Our ship put in at Mitylene, and with the Greek girl we explored the port and walked up the hillside to an old fort built by the Venetians in the great days when Venice was the strongest sea power in that part of the world. On the way, the Greek girl chatted to shopkeepers and peasants in their own tongue, and hers, and then climbed to the top of the fort, sitting fearlessly on the edge of the wall and looking back to the sea over which we hadtraveled, and down to our ship, so small as we saw it from this height.
In the valley, Greek peasants of better type and stock than those at Athens, and true descendants of the people whose tools and gods and jewels they turn up sometimes with their spades, were leading their sheep and goats. Some of them were singing and the sound rose clear up the hillside with a tinkling of goat bells and the baaing of the sheep. Wild flowers were growing in the old walls of the fort, and the hillside was silvered with daisies. We seemed very close to the blue canopy of the sky above us, as we sat on the edge of the wall, and in the warm sunshine, and above that calm, crystal-clear sea, mirroring our ship, we seemed to be touched by the immortality of the gods, and to be invested with the beauty of the springtime of the world.
“It would be good to stay here,” said the Greek girl. “We could keep goats and sing old Greek songs.”
However, presently she was hungry, and scrambled off the wall and said, “The ship—and supper!”
So we went down to the little port again and rowed away from Mitylene to the ship which was sounding its siren for our return.
We reached Smyrna next morning, and I, for one, was astonished by the modern aspect of its sea frontage, upon which the sun poured down.
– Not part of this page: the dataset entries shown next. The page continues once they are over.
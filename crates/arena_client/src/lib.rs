//! # arena_client
//!
//! Session runtime for one logical arena client. A session:
//!
//! 1. Performs the handshake and receives its identity.
//! 2. Attaches table-change listeners, then issues the subscription query.
//! 3. Registers a player (display name + character class).
//! 4. On every tick: samples input, stamps a sequence, gates, transmits.
//! 5. On teardown: stops ticking and drops every cached authoritative row.
//!
//! [`Session`] is the I/O-free state machine; [`SessionRunner`] drives it
//! over any [`Transport`](arena_net::Transport).
//!
//! ## Usage
//!
//! ```rust,no_run
//! use std::sync::Arc;
//!
//! use arena_client::input::ChannelInput;
//! use arena_client::tick::FixedInterval;
//! use arena_client::{ClientConfig, Registration, SessionRunner};
//! use arena_net::{CharacterClass, LoopbackService};
//!
//! #[tokio::main]
//! async fn main() -> Result<(), arena_client::ClientError> {
//!     let config = ClientConfig::default();
//!     let service = Arc::new(LoopbackService::new(config.database.clone()));
//!     let runner = SessionRunner::new(config.clone(), service);
//!     let (_shutdown_tx, shutdown) = tokio::sync::watch::channel(false);
//!     let (_events, input) = ChannelInput::new();
//!     let ticks = FixedInterval::new(config.tick_interval);
//!     let registration = Registration::new("Alice", CharacterClass::Wizard);
//!     let report = runner.run(registration, input, ticks, shutdown).await?;
//!     println!("sent {} inputs", report.transmissions);
//!     Ok(())
//! }
//! ```

pub mod config;
pub mod error;
pub mod input;
pub mod prediction;
pub mod runner;
pub mod session;
pub mod status;
pub mod store;
pub mod tick;

pub use config::ClientConfig;
pub use error::ClientError;
pub use input::InputDriver;
pub use runner::{Registration, SessionReport, SessionRunner};
pub use session::{Session, SessionState};
pub use status::ConnectionStatus;
pub use store::{LocalPlayer, PlayerView, ReconciliationStore, StoreChange};
pub use tick::{TickSource, TickThrottle};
Beyond the broad quays it swept round the gulf in a wide curve of white houses, faced with marble and very handsome along the side inhabited, I was told, by rich Armenian merchants.
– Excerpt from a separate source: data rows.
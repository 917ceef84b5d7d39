//! Network-layer error types.

/// Errors that can occur while talking to the authoritative service.
#[derive(Debug, thiserror::Error)]
pub enum NetError {
    /// Failed to encode a message to MessagePack.
    #[error("failed to encode message: {0}")]
    Encode(#[from] rmp_serde::encode::Error),

    /// Failed to decode a message from MessagePack.
    #[error("failed to decode message: {0}")]
    Decode(#[from] rmp_serde::decode::Error),

    /// Any other NATS client error.
    #[error("NATS error: {0}")]
    Nats(String),

    /// NATS subscription error.
    #[error("NATS subscribe error: {0}")]
    Subscribe(#[from] async_nats::SubscribeError),

    /// NATS publish error.
    #[error("NATS publish error: {0}")]
    Publish(#[from] async_nats::PublishError),

    /// NATS request/reply error (no responders, reply timeout...).
    #[error("NATS request error: {0}")]
    Request(#[from] async_nats::RequestError),

    /// NATS connection error.
    #[error("NATS connection error: {0}")]
    Connect(#[from] async_nats::ConnectError),

    /// The server gave up waiting on a reply.
    #[error("{operation} timed out")]
    Timeout { operation: &'static str },

    /// The service refused a remote action.
    #[error("{action} rejected: {reason}")]
    Rejected { action: String, reason: String },

    /// The service refused the subscription query or failed the backfill.
    #[error("subscription failed: {0}")]
    Subscription(String),

    /// The session is not (or no longer) connected.
    #[error("connection closed")]
    Closed,
}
“The Turks will never rest till they get Smyrna back,” said the English major by my side, and his words came as a sharp reminder of the lines away beyond the hills, where a Greek army lay entrenched against the Turkish nationalists and Mustapha Kemal. But no shadow of doom crept through the sunlight that lay glittering upon those white-fronted houses, nor did I guess that one day,not far ahead, Englishmen, like myself, looking over the side of this ship, would see the beauty of that city devoured by an infernal fury of flame, and listen to the screams of panic-stricken crowds on those broad quaysides, hidden behind rolling clouds of smoke....
When we landed, in the harbor-master’s pinnace, we found that we had come on a day of festival among the Greek army of occupation and the Greek inhabitants of Smyrna. All the ships in the harbor—among them the very gunboat in which our Greek lady had lived as one of the crew—were dressed in bunting, and flags were flying from many buildings. Greek officers, very dandified, in much decorated uniforms, with highly polished boots, drove along the esplanade in open carriages, carrying great bouquets, on their way to a review by the Commander-in-Chief outside the city. Smyrniote girls, Greek and Armenian, were in fancy frocks and high-heeled shoes tripping gayly along with young Greek soldiers. Bands were playing as they marched, and all the air thrilled with the music of trumpets and military pomp. Few Turks were visible among those Christian inhabitants. They were mostly dockside laborers and porters, wearing the red fez of Islam.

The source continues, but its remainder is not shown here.